Now playing: “A Spectacular Journey Into the Movies!” A cast of thousands! A sweeping spectacle of thrills! Chills! Romance!

Almost unbelievably, the curtain has fallen on another epic, classic Disney dark ride. And so, our Lost Legends series gains a new entry. For the past few years, Theme Park Tourist has been working to expand our library of Lost Legends, digging into the in-depth stories behind the most-missed classics. We’ve explored why Magic Kingdom sunk its classic 20,000 Leagues Under the Sea, saw why Disney's cancelled Beastly Kingdom became Universal's legendary Lost Continent, checked into California Adventure’s closed Twilight Zone Tower of Terror, braved the perilous streets of New York aboard Kongfrontation, and literally dozens more.

Image: Disney

Through telling these in-depth stories, we hope to collect your memories and thoughts to preserve these ride experiences for a new generation of Disney Parks fans who just won’t understand what the big deal was about The Great Movie Ride.
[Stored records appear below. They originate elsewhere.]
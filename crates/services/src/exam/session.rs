use chrono::{DateTime, Utc};
use std::fmt;
use tracing::{debug, info, warn};

use exam_core::model::{AttemptId, CanonicalAnswer, Generation, GradingReport, OptionId, Question};
use exam_core::{AnswerCapture, Clock};

use super::dispatch::{AnswerFeedback, ExamCommand, ExamEffect};
use super::progress::ExamProgress;
use super::ticket::{GradingTicket, RequestKind, RequestTicket};
use crate::document::{DocumentName, DocumentStats, ParsedDocument};
use crate::error::{GradingError, ParserError, SessionError};
use crate::grading::GradingRequest;

//
// ─── PHASE ─────────────────────────────────────────────────────────────────────
//

#[derive(Debug, Clone, Copy, PartialEq, Eq)]
pub enum ExamPhase {
    Idle,
    InProgress,
    AwaitingGrading,
    ShowingResults,
    ShowingDetails,
}

//
// ─── SESSION ───────────────────────────────────────────────────────────────────
//

/// One exam attempt and everything the UI needs to render it.
///
/// All mutation goes through the command methods (or `dispatch`), so a view can
/// be derived from the session at any instant. Collaborator calls are not made
/// here: the session hands out tickets and accepts their completions, dropping
/// any completion whose ticket no longer matches.
///
/// Invariant while in progress: `answers.len()` is `current` or `current + 1`.
pub struct ExamSession {
    clock: Clock,
    generation: Generation,
    attempt: Option<AttemptId>,
    phase: ExamPhase,
    document: Option<ParsedDocument>,
    questions: Vec<Question>,
    current: usize,
    capture: Option<AnswerCapture>,
    answers: Vec<CanonicalAnswer>,
    running_score: f64,
    pending: Option<RequestTicket>,
    last_failure: Option<String>,
    report: Option<GradingReport>,
    started_at: Option<DateTime<Utc>>,
    graded_at: Option<DateTime<Utc>>,
}

impl Default for ExamSession {
    fn default() -> Self {
        Self::new(Clock::default())
    }
}
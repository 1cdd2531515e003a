use async_trait::async_trait;
use reqwest::Client;
use reqwest::multipart::{Form, Part};
use tracing::{debug, warn};

use crate::config::ExamConfig;
use crate::error::ParserError;
use crate::document::{DocumentUpload, ParseResponse};

const UPLOAD_PATH: &str = "/api/exam/upload";

/// External service turning a Word document into questions.
#[async_trait]
pub trait DocumentParser: Send + Sync {
    /// Parse one uploaded document.
    ///
    /// # Errors
    ///
    /// Returns `ParserError` if the service is unreachable or rejects the file.
    async fn parse(&self, upload: &DocumentUpload) -> Result<ParseResponse, ParserError>;
}

/// Document parser reached over HTTP as a multipart upload.
#[derive(Clone, Debug)]
pub struct HttpDocumentParser {
    client: Client,
    url: String,
}

impl HttpDocumentParser {
    #[must_use]
    pub fn new(client: Client, config: &ExamConfig) -> Self {
        Self {
            client,
            url: config.endpoint(UPLOAD_PATH),
        }
    }
}

#[async_trait]
impl DocumentParser for HttpDocumentParser {
    async fn parse(&self, upload: &DocumentUpload) -> Result<ParseResponse, ParserError> {
        debug!(file = %upload.name, bytes = upload.bytes.len(), "uploading document");
        let part = Part::bytes(upload.bytes.clone()).file_name(upload.name.as_str().to_owned());
        let form = Form::new().part("file", part);

        let response = self.client.post(&self.url).multipart(form).send().await?;
        let status = response.status();
        if status.is_success() {
            return Ok(response.json().await?);
        }

        // Error bodies still carry `{"error": "..."}` when the service produced them.
        let body = response.text().await.unwrap_or_default();
        match serde_json::from_str::<ParseResponse>(&body)
            .ok()
            .and_then(|parsed| parsed.error)
        {
            Some(message) => Err(ParserError::Rejected(message)),
            None => {
                warn!(%status, "document parser failed without an error body");
                Err(ParserError::HttpStatus(status))
            }
        }
    }
}
mod dispatch;
mod progress;
mod session;
mod ticket;
mod workflow;

// Public API of the exam subsystem.
pub use crate::error::SessionError;
pub use dispatch::{AnswerFeedback, ExamCommand, ExamEffect};
pub use progress::ExamProgress;
pub use session::{ExamPhase, ExamSession};
pub use ticket::{GradingTicket, RequestKind, RequestTicket};
pub use workflow::ExamLoopService;
//! Polar controller parameters

// ---------------------------------------------------------------------------
// IMPORTS
// ---------------------------------------------------------------------------

use serde::{Deserialize, Serialize};

use super::PolarCtrlError;

// ---------------------------------------------------------------------------
// DATA STRUCTURES
// ---------------------------------------------------------------------------

/// Gains of the polar control law, fixed for a run.
///
/// The law is locally exponentially stable for `k_rho > 0`, `k_beta < 0` and
/// `k_alpha > k_rho`.
#[derive(Deserialize, Serialize, Debug, Clone, Copy, PartialEq)]
#[serde(default)]
pub struct Params {
    /// Gain on distance to the goal.
    ///
    /// Units: 1/seconds
    pub k_rho: f64,

    /// Gain on the bearing of the goal relative to the robot's heading.
    ///
    /// Units: 1/seconds
    pub k_alpha: f64,

    /// Gain on the heading error at the goal.
    ///
    /// Units: 1/seconds
    pub k_beta: f64,
}

// ---------------------------------------------------------------------------
// IMPLEMENTATIONS
// ---------------------------------------------------------------------------

impl Default for Params {
    fn default() -> Self {
        Self {
            k_rho: 0.2,
            k_alpha: 0.35,
            k_beta: -0.15,
        }
    }
}

impl Params {
    pub fn validate(&self) -> Result<(), PolarCtrlError> {
        let finite = self.k_rho.is_finite() && self.k_alpha.is_finite() && self.k_beta.is_finite();

        if !finite || self.k_rho <= 0.0 || self.k_alpha <= self.k_rho || self.k_beta >= 0.0 {
            return Err(PolarCtrlError::InvalidGains(*self));
        }

        Ok(())
    }
}
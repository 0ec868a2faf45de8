//! Axis remapping between sensor conventions

// ---------------------------------------------------------------------------
// IMPORTS
// ---------------------------------------------------------------------------

use nalgebra::Matrix3;
use serde::{Deserialize, Serialize};

use super::NormError;

// ---------------------------------------------------------------------------
// DATA STRUCTURES
// ---------------------------------------------------------------------------

/// A signed permutation of the X, Y and Z axes.
///
/// Output axis `i` is `signs[i] * input[axes[i]]`.
#[derive(Debug, Clone, Copy, PartialEq, Serialize, Deserialize)]
pub struct AxisRemap {
    pub axes: [usize; 3],
    pub signs: [f64; 3],
}

// ---------------------------------------------------------------------------
// IMPLEMENTATIONS
// ---------------------------------------------------------------------------

impl AxisRemap {
    /// The remap that leaves all axes unchanged.
    pub fn identity() -> Self {
        Self {
            axes: [0, 1, 2],
            signs: [1.0, 1.0, 1.0],
        }
    }

    /// Check the remap is a proper rotation, i.e. a permutation with unit signs and `det = +1`.
    ///
    /// The quaternion remap is only valid for proper rotations, a reflection would flip the
    /// handedness of the orientation.
    pub fn validate(&self) -> Result<(), NormError> {
        let mut seen = [false; 3];
        for &a in self.axes.iter() {
            if a > 2 || seen[a] {
                return Err(NormError::InvalidRemap(*self));
            }
            seen[a] = true;
        }

        if !self.signs.iter().all(|s| *s == 1.0 || *s == -1.0) {
            return Err(NormError::InvalidRemap(*self));
        }

        if (self.matrix().determinant() - 1.0).abs() > 1e-9 {
            return Err(NormError::InvalidRemap(*self));
        }

        Ok(())
    }

    /// Matrix form of the remap, `output = M * input`.
    ///
    /// Only meaningful once `validate` has passed.
    pub fn matrix(&self) -> Matrix3<f64> {
        let mut m = Matrix3::zeros();
        for i in 0..3 {
            m[(i, self.axes[i])] = self.signs[i];
        }
        m
    }

    pub fn apply_vec(&self, v: [f64; 3]) -> [f64; 3] {
        [
            self.signs[0] * v[self.axes[0]],
            self.signs[1] * v[self.axes[1]],
            self.signs[2] * v[self.axes[2]],
        ]
    }

    /// Remap the vector part of an `[x, y, z, w]` quaternion, leaving the scalar part unchanged.
    pub fn apply_quat(&self, q: [f64; 4]) -> [f64; 4] {
        let [x, y, z] = self.apply_vec([q[0], q[1], q[2]]);
        [x, y, z, q[3]]
    }
}

impl Default for AxisRemap {
    /// The reference rig's marker remap: `x = z`, `y = y`, `z = -x`.
    fn default() -> Self {
        Self {
            axes: [2, 1, 0],
            signs: [1.0, 1.0, -1.0],
        }
    }
}

#[cfg(test)]
mod test {
    use super::*;

    #[test]
    fn test_validate() {
        assert!(AxisRemap::default().validate().is_ok());
        assert!(AxisRemap::identity().validate().is_ok());

        // Plain swap of two axes is a reflection
        let swap = AxisRemap {
            axes: [1, 0, 2],
            signs: [1.0, 1.0, 1.0],
        };
        assert_eq!(swap.validate(), Err(NormError::InvalidRemap(swap)));

        let repeated = AxisRemap {
            axes: [0, 0, 2],
            signs: [1.0, 1.0, 1.0],
        };
        assert!(repeated.validate().is_err());

        let scaled = AxisRemap {
            axes: [0, 1, 2],
            signs: [2.0, 1.0, 0.5],
        };
        assert!(scaled.validate().is_err());
    }

    #[test]
    fn test_apply() {
        let remap = AxisRemap::default();
        assert_eq!(remap.apply_vec([1.0, 2.0, 3.0]), [3.0, 2.0, -1.0]);
        assert_eq!(remap.apply_quat([1.0, 2.0, 3.0, 4.0]), [3.0, 2.0, -1.0, 4.0]);

        let v = nalgebra::Vector3::new(1.0, 2.0, 3.0);
        assert_eq!(remap.matrix() * v, nalgebra::Vector3::new(3.0, 2.0, -1.0));
    }
}
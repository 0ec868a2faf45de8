//! Logger setup for the navigation executables

// ---------------------------------------------------------------------------
// IMPORTS
// ---------------------------------------------------------------------------

// External imports
use colored::{ColoredString, Colorize};
use log::{self, info};
use thiserror::Error;

// Internal imports
use crate::session;

// Re-exports
pub use log::LevelFilter;

// ---------------------------------------------------------------------------
// CONSTANTS
// ---------------------------------------------------------------------------

/// Targets which are capped at `Info`, as they produce several lines per cycle at lower levels.
const NOISY_TARGETS: [&str; 1] = ["nav_lib::sim_client"];

// ---------------------------------------------------------------------------
// ENUMERATIONS
// ---------------------------------------------------------------------------

/// Errors associated with initialising the logger.
#[derive(Debug, Error)]
pub enum LoggerInitError {
    #[error("Expected a log level at least as verbose as `INFO`, found `{0}`")]
    InvalidMinLogLevel(log::LevelFilter),

    #[error("Error initialising the log file: {0}")]
    LogFileInitError(std::io::Error),

    #[error("An error occured while setting up the logger: {0}")]
    FernInitError(log::SetLoggerError),
}

// ---------------------------------------------------------------------------
// PUBLIC FUNCTIONS
// ---------------------------------------------------------------------------

/// Initialise the logger for this execution.
///
/// Records are written to stdout and to the session's log file. Each line is stamped with the
/// number of seconds elapsed since the session epoch.
///
/// # Notes
///
/// - `min_level` must be `Info` or more verbose.
/// - Must only be called once per process, a second call returns `FernInitError`.
pub fn logger_init(
    min_level: LevelFilter,
    session: &session::Session,
) -> Result<(), LoggerInitError> {
    if min_level < log::Level::Info {
        return Err(LoggerInitError::InvalidMinLogLevel(min_level));
    }

    let log_file =
        fern::log_file(&session.log_file_path).map_err(LoggerInitError::LogFileInitError)?;

    let mut dispatch = fern::Dispatch::new()
        .format(|out, message, record| {
            // Debug and trace records carry their target so the source module is visible
            if record.level() > log::Level::Info {
                out.finish(format_args!(
                    "[{:10.6} {}] {}: {}",
                    session::get_elapsed_seconds(),
                    level_to_str(record.level()),
                    record.target(),
                    message
                ))
            } else {
                out.finish(format_args!(
                    "[{:10.6} {}] {}",
                    session::get_elapsed_seconds(),
                    level_to_str(record.level()),
                    message
                ))
            }
        })
        .level(min_level);

    for target in NOISY_TARGETS.iter() {
        dispatch = dispatch.level_for(*target, LevelFilter::Info);
    }

    dispatch
        .chain(std::io::stdout())
        .chain(log_file)
        .apply()
        .map_err(LoggerInitError::FernInitError)?;

    info!("Logging initialised");
    info!("    Session epoch: {}", session::get_epoch());
    info!("    Log level: {:?}", min_level);
    info!("    Log file path: {:?}", session.log_file_path);

    Ok(())
}

// ---------------------------------------------------------------------------
// PRIVATE FUNCTIONS
// ---------------------------------------------------------------------------

/// Get the coloured tag for a log level
fn level_to_str(level: log::Level) -> ColoredString {
    match level {
        log::Level::Trace => "TRC".dimmed().italic(),
        log::Level::Debug => "DBG".dimmed(),
        log::Level::Info => "INF".normal(),
        log::Level::Warn => "WRN".yellow(),
        log::Level::Error => "ERR".red().bold(),
    }
}
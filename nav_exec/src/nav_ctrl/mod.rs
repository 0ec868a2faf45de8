//! # Navigation control module
//!
//! Sequences the pipeline which turns sensor data into drive demands:
//!
//! ```text
//! SensorSnapshot -> PoseFuser -> PolarCtrl -> VelocityCmd
//!                            \-> Thresholds -> goal reached?
//! ```
//!
//! `NavCtrl` performs one cycle of the pipeline. The `Driver` runs it at a fixed rate against the
//! shared sensor state and publishes the demands.

// ---------------------------------------------------------------------------
// MODULES
// ---------------------------------------------------------------------------

mod driver;
mod params;
mod state;

// ---------------------------------------------------------------------------
// IMPORTS
// ---------------------------------------------------------------------------

pub use driver::*;
pub use params::Params;
pub use state::*;

use crate::{
    calib::CalibError, convergence::ConvergenceError, fuser::FuserError,
    polar_ctrl::PolarCtrlError,
};

// ---------------------------------------------------------------------------
// ENUMERATIONS
// ---------------------------------------------------------------------------

/// Possible errors that can occur during NavCtrl operation.
#[derive(Debug, thiserror::Error)]
pub enum NavCtrlError {
    #[error("NavCtrl has not been initialised")]
    NotInit,

    #[error("The cycle period must be a positive duration no longer than u64::MAX seconds, found {0}")]
    InvalidCyclePeriod(f64),

    #[error(
        "The maximum run duration must be a positive duration no longer than u64::MAX seconds, found {0}"
    )]
    InvalidMaxRunDuration(f64),

    #[error("Invalid frame calibration: {0}")]
    CalibError(#[from] CalibError),

    #[error("Could not initialise the pose fuser: {0}")]
    FuserError(#[from] FuserError),

    #[error("Could not initialise the polar controller: {0}")]
    PolarCtrlError(#[from] PolarCtrlError),

    #[error(transparent)]
    ConvergenceError(#[from] ConvergenceError),
}
//! Session management
//!
//! A session is one execution of an executable. Each session gets its own directory holding the
//! log file and any data archived during the run.

// ---------------------------------------------------------------------------
// IMPORTS
// ---------------------------------------------------------------------------

// External imports
use chrono::{DateTime, Utc};
use conquer_once::OnceCell;
use erased_serde::Serialize;
use log::{info, warn};
use std::fs;
use std::fs::OpenOptions;
use std::path::{Path, PathBuf};
use std::sync::mpsc::{channel, Receiver, Sender};
use std::thread::{self, JoinHandle};
use thiserror::Error;

// Internal imports
use crate::time;

// ---------------------------------------------------------------------------
// STATICS
// ---------------------------------------------------------------------------

static SESSION_EPOCH: OnceCell<DateTime<Utc>> = OnceCell::uninit();

// ---------------------------------------------------------------------------
// CONSTANTS
// ---------------------------------------------------------------------------

/// A chrono format string which diplays a timestamp. See
/// https://docs.rs/chrono/0.4.11/chrono/format/strftime/index.html for more
/// information.
const TIMESTAMP_FORMAT: &str = "%Y%m%d_%H%M%S";

// ---------------------------------------------------------------------------
// DATA STRUCTURES
// ---------------------------------------------------------------------------

/// A struct storing information about the current session
pub struct Session {
    /// The root directory for this session
    pub session_root: PathBuf,

    /// The root directory for this session's archives
    pub arch_root: PathBuf,

    /// The path to the session's log file
    pub log_file_path: PathBuf,

    save_sender: Sender<SaveMsg>,

    save_jh: Option<JoinHandle<()>>,
}

// ---------------------------------------------------------------------------
// ENUMERATIONS
// ---------------------------------------------------------------------------

/// Possible errors associated with the session module.
#[derive(Error, Debug)]
pub enum SessionError {
    #[error("The software root environment variable (NAV_SW_ROOT) is not set")]
    SwRootNotSet,

    #[error("Cannot create the session directory: {0}")]
    CannotCreateDir(std::io::Error),

    #[error(
        "Cannot initialise the session epoch, have you already initialised the \
         session? (conquer_once error: {0})"
    )]
    CannotInitEpoch(conquer_once::TryInitError),

    #[error("Cannot get the epoch time, did you forget to initialise the session?")]
    CannotGetEpoch,
}

/// Messages handled by the save thread.
enum SaveMsg {
    Save(PathBuf, Box<dyn Serialize + Send>),
    Stop,
}

// ---------------------------------------------------------------------------
// IMPLEMENTATIONS
// ---------------------------------------------------------------------------

impl Session {
    /// Start a new session within the given directory.
    ///
    /// This will create a new session directory named `{exec_name}_{timestamp}` inside
    /// `$NAV_SW_ROOT/{sessions_dir}`.
    pub fn new(exec_name: &str, sessions_dir: &str) -> Result<Self, SessionError> {
        SESSION_EPOCH
            .try_init_once(Utc::now)
            .map_err(SessionError::CannotInitEpoch)?;

        let timestamp = SESSION_EPOCH
            .get()
            .ok_or(SessionError::CannotGetEpoch)?
            .format(TIMESTAMP_FORMAT);

        let mut path = crate::host::get_sw_root().map_err(|_| SessionError::SwRootNotSet)?;
        path.push(sessions_dir);
        path.push(format!("{}_{}", exec_name, timestamp));

        let arch_path = path.join("arch");
        fs::create_dir_all(&arch_path).map_err(SessionError::CannotCreateDir)?;

        let log_file_path = path.join(format!("{}.log", exec_name));

        // Archives are written from a background thread so that the cyclic processing is never
        // blocked on the filesystem
        let (tx, rx) = channel();
        let arch_root = arch_path.clone();
        let save_jh = thread::spawn(move || save_thread(arch_root, rx));

        Ok(Session {
            session_root: path,
            arch_root: arch_path,
            log_file_path,
            save_sender: tx,
            save_jh: Some(save_jh),
        })
    }

    /// Saves the given data to the given archive-relative path in a background thread.
    ///
    /// Only `.json` paths are supported.
    pub fn save<P: AsRef<Path>, T: Serialize + Send + 'static>(&self, path: P, data: T) {
        if let Err(e) = self
            .save_sender
            .send(SaveMsg::Save(path.as_ref().to_path_buf(), Box::new(data)))
        {
            warn!(
                "Could not send data to be saved to path {:?}: {}",
                path.as_ref(),
                e
            )
        }
    }

    /// Exit the session, waiting for the save thread to finish any pending saves.
    pub fn exit(mut self) {
        info!("Stopping save thread");

        self.save_sender.send(SaveMsg::Stop).ok();

        if let Some(jh) = self.save_jh.take() {
            if jh.join().is_err() {
                warn!("Save thread panicked");
            }
        }

        info!("Save thread exited");
    }
}

// ---------------------------------------------------------------------------
// PUBLIC FUNCTIONS
// ---------------------------------------------------------------------------

/// Get the number of seconds elapsed since the start of the session.
///
/// Returns `0.0` if no session has been started, and `NaN` if the elapsed time overflows.
pub fn get_elapsed_seconds() -> f64 {
    match SESSION_EPOCH.get() {
        Some(e) => time::duration_to_seconds(Utc::now() - *e).unwrap_or(std::f64::NAN),
        None => 0.0,
    }
}

/// Return a reference to the session's epoch.
///
/// # Panics
/// - This function will panic if the session epoch has not been
///   initialised, which is performed on creating a new Session instance.
pub fn get_epoch() -> &'static DateTime<Utc> {
    match SESSION_EPOCH.get() {
        Some(e) => e,
        None => panic!("Cannot get the session epoch!"),
    }
}

// -----------------------------------------------------------------------------------------------
// PRIVATE FUNCTIONS
// -----------------------------------------------------------------------------------------------

fn save_thread(arch_root: PathBuf, receiver: Receiver<SaveMsg>) {
    // The loop also ends if every sender has been dropped
    while let Ok(msg) = receiver.recv() {
        let (path, data) = match msg {
            SaveMsg::Save(p, d) => (p, d),
            SaveMsg::Stop => break,
        };

        let full_path = arch_root.join(path);

        match full_path.extension().and_then(|s| s.to_str()) {
            Some("json") => {
                if let Some(parent) = full_path.parent() {
                    if let Err(e) = fs::create_dir_all(parent) {
                        warn!("Couldn't create parent directory for {:?}: {}", full_path, e);
                        continue;
                    }
                }

                let file = match OpenOptions::new()
                    .write(true)
                    .truncate(true)
                    .create(true)
                    .open(&full_path)
                {
                    Ok(f) => f,
                    Err(e) => {
                        warn!("Couldn't create file {:?}: {}", full_path, e);
                        continue;
                    }
                };

                if let Err(e) = serde_json::to_writer_pretty(&file, &data) {
                    warn!("Couldn't serialize data for file {:?}: {}", full_path, e);
                }
            }
            ext => warn!(
                "Unrecognised file path extension for {:?} (got {:?})",
                full_path, ext
            ),
        }
    }
}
That’s why – today – we’ll explore the history of this cinematic wonder and tell the almost unbelievable story of how it came to be; then, we’ll take a ride through its hallowed halls, dissect the places it was almost duplicated, and look to the future of Disney World’s Hollywood-themed park.

For those new fans’ sake and ours, we need to start at the beginning…

Disney, diminished

Image: Disney

Walt Disney passed away unexpectedly in 1966.

Fifteen years later, the company and the public continued to mull over the same fundamental question: “Should there even be a Walt Disney Productions without Walt Disney?”

That’s because – through the 1970s and early ‘80s, Walt Disney Productions had withered into a shadow of its former self. Year after year after year, Disney just couldn’t seem to get traction at the box office with forgettable and poorly received films like The Cat from Outer Space, The Watcher in the Woods, Herbie Goes Bananas, and The Black Hole.

The once-golden animation studio entered into a dark age, releasing poorly received animated films that failed to meet the high water park set by the studios’ earlier entries, which were already classics… Films from Robin Hood to The Black Cauldron and Oliver & Company simply weren’t hits.

As a result, Disney’s theme parks were stagnating; being left behind as remnants of a bygone era.

Image: Disney

Imagine the implications of this: people during this time simply couldn’t have known that Disney would make a comeback and become a household name and hit-maker once again. To them, Disney was an afterthought; a tarnished brand whose best days had been in the past; an unfortunate footnote in a history book of a company whose founder had been too essential to survive without.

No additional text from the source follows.